One day after Núñez Feijóo described the coalition government as “shame” due to its continuous internal disputes, the spokesperson for the popular in Congress, Cuca Gamarra, once again put her finger in the wound asking the president in the control session who appoints and removes the ministers. The popular ones are determined to show throughout the entire electoral campaign that Pedro Sánchez is a weak leader, dependent on his Frankenstein alliances and incapable of putting himself in the Executive. Irene Montero, Fernando Grande-Marlaska, Victoria Rosell, Pilar Llop, Yolanda Díaz are the names that Cuca Gamarra has put on the table as an example of members of the Government who question each other and put the Executive itself in trouble for its continuous clashes.
Sánchez has clung to the literalness of article 100 of the Spanish Constitution, which establishes that it is the responsibility of the Prime Minister to appoint and dismiss his ministers, that same Constitution that, he recalled, “the PP has not complied with” for four years, alluding to the blockade of the General Council of the Judiciary.
Gamarra has insisted that the Government is “decaying” and has questioned the veracity of Sánchez’s promises in relation to social housing. The popular spokesperson has settled her intervention by repeating her leader’s commitment: “We will repeal sanchismo.”

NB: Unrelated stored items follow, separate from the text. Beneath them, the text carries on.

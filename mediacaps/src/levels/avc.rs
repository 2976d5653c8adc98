//! H.264 / AVC level table (ITU-T H.264 Table A-1).

use super::{seed_flags, ErrorFlags, StandardLimits};
use crate::profile::{avc::*, ProfileLevel};

/// Per-level limits: max macroblocks per second, max frame size in
/// macroblocks, max video bitrate in kbps (scaled per profile below).
struct LevelLimit {
    level: i32,
    mbps: i64,
    frame_blocks: i64,
    bitrate_kbps: i64,
}

#[rustfmt::skip]
const LEVEL_LIMITS: &[LevelLimit] = &[
    LevelLimit { level: LEVEL_1,  mbps:     1_485, frame_blocks:      99, bitrate_kbps:      64 },
    LevelLimit { level: LEVEL_1B, mbps:     1_485, frame_blocks:      99, bitrate_kbps:     128 },
    LevelLimit { level: LEVEL_11, mbps:     3_000, frame_blocks:     396, bitrate_kbps:     192 },
    LevelLimit { level: LEVEL_12, mbps:     6_000, frame_blocks:     396, bitrate_kbps:     384 },
    LevelLimit { level: LEVEL_13, mbps:    11_880, frame_blocks:     396, bitrate_kbps:     768 },
    LevelLimit { level: LEVEL_2,  mbps:    11_880, frame_blocks:     396, bitrate_kbps:   2_000 },
    LevelLimit { level: LEVEL_21, mbps:    19_800, frame_blocks:     792, bitrate_kbps:   4_000 },
    LevelLimit { level: LEVEL_22, mbps:    20_250, frame_blocks:   1_620, bitrate_kbps:   4_000 },
    LevelLimit { level: LEVEL_3,  mbps:    40_500, frame_blocks:   1_620, bitrate_kbps:  10_000 },
    LevelLimit { level: LEVEL_31, mbps:   108_000, frame_blocks:   3_600, bitrate_kbps:  14_000 },
    LevelLimit { level: LEVEL_32, mbps:   216_000, frame_blocks:   5_120, bitrate_kbps:  20_000 },
    LevelLimit { level: LEVEL_4,  mbps:   245_760, frame_blocks:   8_192, bitrate_kbps:  20_000 },
    LevelLimit { level: LEVEL_41, mbps:   245_760, frame_blocks:   8_192, bitrate_kbps:  50_000 },
    LevelLimit { level: LEVEL_42, mbps:   522_240, frame_blocks:   8_704, bitrate_kbps:  50_000 },
    LevelLimit { level: LEVEL_5,  mbps:   589_824, frame_blocks:  22_080, bitrate_kbps: 135_000 },
    LevelLimit { level: LEVEL_51, mbps:   983_040, frame_blocks:  36_864, bitrate_kbps: 240_000 },
    LevelLimit { level: LEVEL_52, mbps: 2_073_600, frame_blocks:  36_864, bitrate_kbps: 240_000 },
    LevelLimit { level: LEVEL_6,  mbps: 4_177_920, frame_blocks: 139_264, bitrate_kbps: 240_000 },
    LevelLimit { level: LEVEL_61, mbps: 8_355_840, frame_blocks: 139_264, bitrate_kbps: 480_000 },
    LevelLimit { level: LEVEL_62, mbps: 16_711_680, frame_blocks: 139_264, bitrate_kbps: 800_000 },
];

pub(crate) fn limits(declared: &[ProfileLevel]) -> StandardLimits {
    let mut errors = seed_flags(declared);
    // seed with Level 1 so an all-unrecognized list still yields a floor
    let mut max_blocks: i64 = 99;
    let mut max_blocks_per_second: i64 = 1_485;
    let mut max_bps: i64 = 64_000;

    for pl in declared {
        let (mut mbps, mut fs, mut br) = (0i64, 0i64, 0i64);
        let mut supported = true;

        match LEVEL_LIMITS.iter().find(|l| l.level == pl.level) {
            Some(l) => {
                mbps = l.mbps;
                fs = l.frame_blocks;
                br = l.bitrate_kbps;
            }
            None => {
                tracing::warn!(level = pl.level, "unrecognized AVC level");
                errors |= ErrorFlags::UNRECOGNIZED;
            }
        }

        // the per-profile bitrate multiplier folds the cpbBrVclFactor scale
        // into bits per second
        match pl.profile {
            PROFILE_HIGH | PROFILE_CONSTRAINED_HIGH => br *= 1_250,
            PROFILE_HIGH_10 => br *= 3_000,
            PROFILE_EXTENDED | PROFILE_HIGH_422 | PROFILE_HIGH_444 => {
                tracing::warn!(profile = pl.profile, "unsupported AVC profile");
                errors |= ErrorFlags::UNSUPPORTED;
                supported = false;
                br *= 1_000;
            }
            PROFILE_BASELINE | PROFILE_CONSTRAINED_BASELINE | PROFILE_MAIN => br *= 1_000,
            _ => {
                tracing::warn!(profile = pl.profile, "unrecognized AVC profile");
                errors |= ErrorFlags::UNRECOGNIZED;
                br *= 1_000;
            }
        }

        if supported {
            errors.remove(ErrorFlags::NONE_SUPPORTED);
        }
        max_blocks_per_second = max_blocks_per_second.max(mbps);
        max_blocks = max_blocks.max(fs);
        max_bps = max_bps.max(br);
    }

    // a frame may stretch one dimension up to sqrt(8 * max frame size)
    let max_length_in_blocks = ((8.0 * max_blocks as f64).sqrt()) as i32;
    StandardLimits::macroblocks(
        max_length_in_blocks,
        max_blocks,
        max_blocks_per_second,
        max_bps,
        errors,
    )
}

#[cfg(test)]
mod tests {
    use super::*;

    #[test]
    fn baseline_level31_limits() {
        let lim = limits(&[ProfileLevel::new(PROFILE_BASELINE, LEVEL_31)]);
        assert_eq!(lim.max_blocks, 3_600);
        assert_eq!(lim.max_blocks_per_second, 108_000);
        assert_eq!(lim.max_bitrate_bps, 14_000_000);
        assert!(lim.errors.is_empty());
    }

    #[test]
    fn high_profile_bitrate_multiplier() {
        let lim = limits(&[ProfileLevel::new(PROFILE_HIGH, LEVEL_41)]);
        assert_eq!(lim.max_bitrate_bps, 62_500_000);
    }

    #[test]
    fn extended_profile_flags_unsupported() {
        let lim = limits(&[ProfileLevel::new(PROFILE_EXTENDED, LEVEL_3)]);
        assert!(lim.errors.contains(ErrorFlags::UNSUPPORTED));
        assert!(lim.errors.contains(ErrorFlags::NONE_SUPPORTED));
    }

    #[test]
    fn componentwise_maximum_across_entries() {
        let lim = limits(&[
            ProfileLevel::new(PROFILE_BASELINE, LEVEL_52),
            ProfileLevel::new(PROFILE_HIGH, LEVEL_4),
        ]);
        // blocks from 5.2, bitrate from High at 4.0 (20000 * 1250)
        assert_eq!(lim.max_blocks, 36_864);
        assert_eq!(lim.max_bitrate_bps, 240_000_000);
        assert_eq!(lim.max_blocks_per_second, 2_073_600);
    }
}
//! End-to-end format negotiation tests.
//!
//! Exercises the full path a client takes: build a [`CodecInfo`] from
//! declared profile/level lists and attribute maps, look up per-type
//! capabilities, and negotiate candidate formats against them.

use mediacaps::profile::{avc, h263};
use mediacaps::{mime, CodecCapabilities, CodecInfo, FormatMap, ProfileLevel, Rational};
use mediacaps_core::format::keys;

/// A decoder component handling AVC (Baseline 3.1 and High 4) plus AAC.
fn media_decoder() -> CodecInfo {
    let avc_pls = vec![
        ProfileLevel::new(avc::PROFILE_BASELINE, avc::LEVEL_31),
        ProfileLevel::new(avc::PROFILE_HIGH, avc::LEVEL_4),
    ];
    let video = CodecCapabilities::new(mime::VIDEO_AVC, false, avc_pls, vec![], &FormatMap::new())
        .expect("video caps");
    let audio =
        CodecCapabilities::new(mime::AUDIO_AAC, false, vec![], vec![], &FormatMap::new())
            .expect("audio caps");
    CodecInfo::new("c2.test.media.decoder", false, vec![video, audio])
}

fn video_format(width: i64, height: i64, frame_rate: i64) -> FormatMap {
    let mut format = FormatMap::new();
    format
        .set_str(keys::MIME, mime::VIDEO_AVC)
        .set_int(keys::WIDTH, width)
        .set_int(keys::HEIGHT, height)
        .set_int(keys::FRAME_RATE, frame_rate);
    format
}

// === Facade lookup ===

#[test]
fn test_facade_routes_by_media_type() {
    let info = media_decoder();
    assert_eq!(
        info.supported_types(),
        vec![mime::AUDIO_AAC, mime::VIDEO_AVC]
    );
    assert!(info.capabilities_for_type(mime::VIDEO_AVC).is_ok());
    assert!(info.capabilities_for_type(mime::AUDIO_OPUS).is_err());
}

// === Video negotiation ===

#[test]
fn test_level_4_sustains_1080p30_but_not_1080p60() {
    let caps = media_decoder()
        .capabilities_for_type(mime::VIDEO_AVC)
        .unwrap();
    assert!(caps.supports_format(&video_format(1920, 1088, 30)).unwrap());
    assert!(!caps.supports_format(&video_format(1920, 1088, 60)).unwrap());
    assert!(!caps.supports_format(&video_format(4096, 2304, 30)).unwrap());
}

#[test]
fn test_profile_claim_narrows_to_that_profiles_levels() {
    let caps = media_decoder()
        .capabilities_for_type(mime::VIDEO_AVC)
        .unwrap();
    // 1080p is fine for the component as a whole (High level 4)...
    let mut format = video_format(1920, 1088, 30);
    assert!(caps.supports_format(&format).unwrap());
    // ...but not when the caller pins the Baseline profile, whose highest
    // declared level is 3.1.
    format.set_int(keys::PROFILE, avc::PROFILE_BASELINE as i64);
    assert!(!caps.supports_format(&format).unwrap());
    format.set_int(keys::PROFILE, avc::PROFILE_HIGH as i64);
    assert!(caps.supports_format(&format).unwrap());
}

#[test]
fn test_bitrate_participates_in_negotiation() {
    let caps = media_decoder()
        .capabilities_for_type(mime::VIDEO_AVC)
        .unwrap();
    // High level 4 allows up to 25 Mbps
    let mut format = video_format(1920, 1088, 30);
    format.set_int(keys::BITRATE, 20_000_000);
    assert!(caps.supports_format(&format).unwrap());
    format.set_int(keys::BITRATE, 40_000_000);
    assert!(!caps.supports_format(&format).unwrap());
    // the larger of average and max bitrate is what counts
    format.set_int(keys::BITRATE, 1_000_000);
    format.set_int(keys::MAX_BITRATE, 40_000_000);
    assert!(!caps.supports_format(&format).unwrap());
}

#[test]
fn test_frame_rate_query_matches_negotiation() {
    let info = media_decoder();
    let caps = info.capabilities_for_type(mime::VIDEO_AVC).unwrap();
    let video = caps.video_capabilities().unwrap();
    let rates = video.supported_frame_rates_for(1920, 1088).unwrap();
    assert!(rates.contains(Rational::from_int(30)));
    assert!(!rates.contains(Rational::from_int(60)));
}

#[test]
fn test_size_queries_agree_with_point_support() {
    let info = media_decoder();
    let caps = info.capabilities_for_type(mime::VIDEO_AVC).unwrap();
    let video = caps.video_capabilities().unwrap();

    let widths = video.supported_widths_for(1088).unwrap();
    assert!(widths.contains(1920));
    assert!(video.supports(widths.upper(), 1088, None));
    // one block past the upper bound must fail
    let (block_width, _) = video.block_size();
    assert!(!video.supports(widths.upper() + block_width, 1088, None));

    let heights = video.supported_heights_for(1920).unwrap();
    assert!(heights.contains(1088));
    assert!(video.supports(1920, heights.upper(), None));
}

#[test]
fn test_h263_level45_is_pinned_to_its_grid() {
    let pls = vec![ProfileLevel::new(h263::PROFILE_BASELINE, h263::LEVEL_45)];
    let caps = CodecCapabilities::new(mime::VIDEO_H263, false, pls, vec![], &FormatMap::new())
        .unwrap();
    let mut format = FormatMap::new();
    format
        .set_int(keys::WIDTH, 176)
        .set_int(keys::HEIGHT, 144)
        .set_int(keys::FRAME_RATE, 15);
    assert!(caps.supports_format(&format).unwrap());
    format.set_int(keys::WIDTH, 352).set_int(keys::HEIGHT, 288);
    assert!(!caps.supports_format(&format).unwrap());
}

// === Audio negotiation ===

#[test]
fn test_aac_sample_rates_are_discrete() {
    let caps = media_decoder()
        .capabilities_for_type(mime::AUDIO_AAC)
        .unwrap();
    let mut format = FormatMap::new();
    format
        .set_int(keys::SAMPLE_RATE, 44_100)
        .set_int(keys::CHANNEL_COUNT, 2);
    assert!(caps.supports_format(&format).unwrap());
    format.set_int(keys::SAMPLE_RATE, 44_000);
    assert!(!caps.supports_format(&format).unwrap());
    format.set_int(keys::SAMPLE_RATE, 96_000);
    assert!(caps.supports_format(&format).unwrap());
}

#[test]
fn test_channel_count_is_capped() {
    let caps = media_decoder()
        .capabilities_for_type(mime::AUDIO_AAC)
        .unwrap();
    let audio = caps.audio_capabilities().unwrap();
    assert_eq!(audio.max_input_channel_count(), 48);

    let mut format = FormatMap::new();
    format.set_int(keys::CHANNEL_COUNT, 48);
    assert!(caps.supports_format(&format).unwrap());
    format.set_int(keys::CHANNEL_COUNT, 49);
    assert!(!caps.supports_format(&format).unwrap());
}

#[test]
fn test_amr_is_single_rate_mono() {
    let caps =
        CodecCapabilities::new(mime::AUDIO_AMR_NB, false, vec![], vec![], &FormatMap::new())
            .unwrap();
    let mut format = FormatMap::new();
    format
        .set_int(keys::SAMPLE_RATE, 8_000)
        .set_int(keys::CHANNEL_COUNT, 1);
    assert!(caps.supports_format(&format).unwrap());
    format.set_int(keys::SAMPLE_RATE, 16_000);
    assert!(!caps.supports_format(&format).unwrap());
}

// === Encoder negotiation ===

#[test]
fn test_flac_encoder_validates_compression_levels() {
    let caps = CodecCapabilities::new(mime::AUDIO_FLAC, true, vec![], vec![], &FormatMap::new())
        .unwrap();
    let mut format = FormatMap::new();
    format.set_int(keys::FLAC_COMPRESSION_LEVEL, 5);
    assert!(caps.supports_format(&format).unwrap());
    format.set_int(keys::FLAC_COMPRESSION_LEVEL, 9);
    assert!(!caps.supports_format(&format).unwrap());
    // conflicting alias keys are a malformed query, not a mismatch
    format.set_int(keys::FLAC_COMPRESSION_LEVEL, 5);
    format.set_int(keys::COMPLEXITY, 3);
    assert!(caps.supports_format(&format).is_err());
}

// === Regular-codec filtering ===

#[test]
fn test_regular_subset_through_the_facade() {
    let mut secure = FormatMap::new();
    secure.set_int("feature-secure-playback", 1);
    let avc_pls = vec![ProfileLevel::new(avc::PROFILE_BASELINE, avc::LEVEL_31)];
    let video =
        CodecCapabilities::new(mime::VIDEO_AVC, false, avc_pls, vec![], &secure).unwrap();
    let audio =
        CodecCapabilities::new(mime::AUDIO_AAC, false, vec![], vec![], &FormatMap::new())
            .unwrap();
    let info = CodecInfo::new("c2.test.secure.decoder", false, vec![video, audio]);

    let regular = info.regular_subset().expect("audio entry is regular");
    assert_eq!(regular.supported_types(), vec![mime::AUDIO_AAC]);
    assert!(regular.capabilities_for_type(mime::VIDEO_AVC).is_err());
}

Sánchez, also reiterating, has accused the popular of settling “in noise and disqualification” despite which, “Spain advances.” The president has once again insisted that his government “manages the economy better” than the right wing and has recalled that tomorrow Congress will approve “the first housing law of democracy” with which it intends to lay the first stone of the “fifth pillar of the Welfare state”. And he has added as a warning: “What is approved in these General Courts is applied throughout Spain. They can now tell their regional presidents.”
After Gamarra, the ERC spokesman, Gabriel Rufián, has asked the President of the Government what is the assessment he makes of his management in Catalonia. Rufián has made special mention of the poor service of Rodalíes, the Catalan commuter trains. Sánchez has insisted that “the Catalonia of 2023 is better than that of 2017” and the ERC spokesman has replied by announcing that his group will present a proposal to reject the Minister of Transport, Raquel Sánchez, in Congress.
The President of the Government has defended himself by accusing Rufián of being on the electoral campaign and has tried to deny the data from the ERC spokesman, ensuring that only 6% of suburban trains in Catalonia accumulate an average delay of three minutes. His statements have aroused astonishment in the fines of the Catalan republicans.
The government control session in Congress has thus become an epilogue to the debate that yesterday faced Sánchez and Feijóo in the Senate. The same arguments, the same reproaches, the same slogans and the same electoral promises.